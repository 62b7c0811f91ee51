//! Simulation controller - the switch state machine.
//!
//! Two states, `DeEnergized` (initial) and `Energized`. Toggling on arms the
//! tick scheduler; toggling off disarms it and clears particles and bulb in
//! the same call. While energized, every fired tick runs the motion engine and
//! replaces the owned state.

use crate::config::CircuitConfig;
use crate::engine::MotionEngine;
use crate::event::CircuitEvent;
use crate::particle::Particle;
use crate::state::{SimulationState, Snapshot};
use spark_core::Result;
use spark_runtime::{EventBus, RuntimeSystem, TickScheduler};
use tracing::debug;

/// Position of the circuit switch
#[derive(Debug, Clone, Copy, PartialEq, Eq)]
pub enum PowerState {
    DeEnergized,
    Energized,
}

/// Owns the simulation state and drives the motion engine through a scheduler.
pub struct SimulationController<S: TickScheduler> {
    engine: MotionEngine,
    scheduler: S,
    state: SimulationState,
    events: EventBus<CircuitEvent>,
}

impl<S: TickScheduler> SimulationController<S> {
    /// Create a de-energized controller. Fails if the config is invalid.
    pub fn new(config: &CircuitConfig, scheduler: S) -> Result<Self> {
        Ok(Self::with_engine(MotionEngine::new(config)?, scheduler))
    }

    pub fn with_engine(engine: MotionEngine, scheduler: S) -> Self {
        Self {
            engine,
            scheduler,
            state: SimulationState::new(),
            events: EventBus::new(),
        }
    }

    /// Flip the switch. Never fails; returns the new power state.
    pub fn toggle(&mut self) -> PowerState {
        if self.state.energized {
            // Disarm first so no tick can land between the reset and the stop
            self.scheduler.stop();
            let was_lit = self.state.bulb_lit;
            self.state.power_down();
            if was_lit {
                self.events.push(CircuitEvent::BulbChanged { lit: false });
            }
        } else {
            self.state.power_up();
            self.scheduler.start();
        }

        let energized = self.state.energized;
        debug!(energized, "switch toggled");
        self.events.push(CircuitEvent::SwitchChanged { energized });
        self.events.push(CircuitEvent::Frame(self.state.snapshot()));
        self.power_state()
    }

    /// Host frame callback: ticks when the scheduler fires. Returns whether a
    /// tick ran.
    pub fn on_frame(&mut self, now_ms: f64) -> bool {
        if self.scheduler.poll(now_ms) {
            self.tick(now_ms)
        } else {
            false
        }
    }

    /// Run one tick at `now_ms`. Ignored while de-energized or disarmed.
    pub fn tick(&mut self, now_ms: f64) -> bool {
        if !self.state.energized || !self.scheduler.is_armed() {
            return false;
        }

        let was_lit = self.state.bulb_lit;
        let (state, report) = self.engine.step(std::mem::take(&mut self.state), now_ms);
        self.state = state;

        if let Some(id) = report.spawned {
            self.events.push(CircuitEvent::ParticleSpawned(id));
        }
        for id in report.completed {
            self.events.push(CircuitEvent::LapCompleted(id));
        }
        if self.state.bulb_lit != was_lit {
            debug!(lit = self.state.bulb_lit, now_ms, "bulb changed");
            self.events.push(CircuitEvent::BulbChanged {
                lit: self.state.bulb_lit,
            });
        }
        self.events.push(CircuitEvent::Frame(self.state.snapshot()));
        true
    }

    pub fn power_state(&self) -> PowerState {
        if self.state.energized {
            PowerState::Energized
        } else {
            PowerState::DeEnergized
        }
    }

    pub fn is_energized(&self) -> bool {
        self.state.energized
    }

    pub fn is_bulb_lit(&self) -> bool {
        self.state.bulb_lit
    }

    pub fn particle_count(&self) -> usize {
        self.state.particles.len()
    }

    pub fn particles(&self) -> &[Particle] {
        self.state.particles.as_slice()
    }

    pub fn snapshot(&self) -> Snapshot {
        self.state.snapshot()
    }

    pub fn state(&self) -> &SimulationState {
        &self.state
    }

    pub fn engine(&self) -> &MotionEngine {
        &self.engine
    }

    pub fn scheduler(&self) -> &S {
        &self.scheduler
    }

    /// Take all events published since the last drain
    pub fn drain_events(&mut self) -> Vec<CircuitEvent> {
        self.events.drain()
    }
}

impl<S: TickScheduler> RuntimeSystem for SimulationController<S> {
    fn update(&mut self, now_ms: f64) -> Result<()> {
        self.on_frame(now_ms);
        Ok(())
    }

    fn shutdown(&mut self) -> Result<()> {
        self.scheduler.stop();
        Ok(())
    }

    fn name(&self) -> &str {
        "circuit"
    }
}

> _WHAT YOU WILL DO_
Go through the listing above and find each line that contains "SimulationController", then copy it.

> _EXERCISE OUTPUT_
pub struct SimulationController<S: TickScheduler> {
impl<S: TickScheduler> SimulationController<S> {
impl<S: TickScheduler> RuntimeSystem for SimulationController<S> {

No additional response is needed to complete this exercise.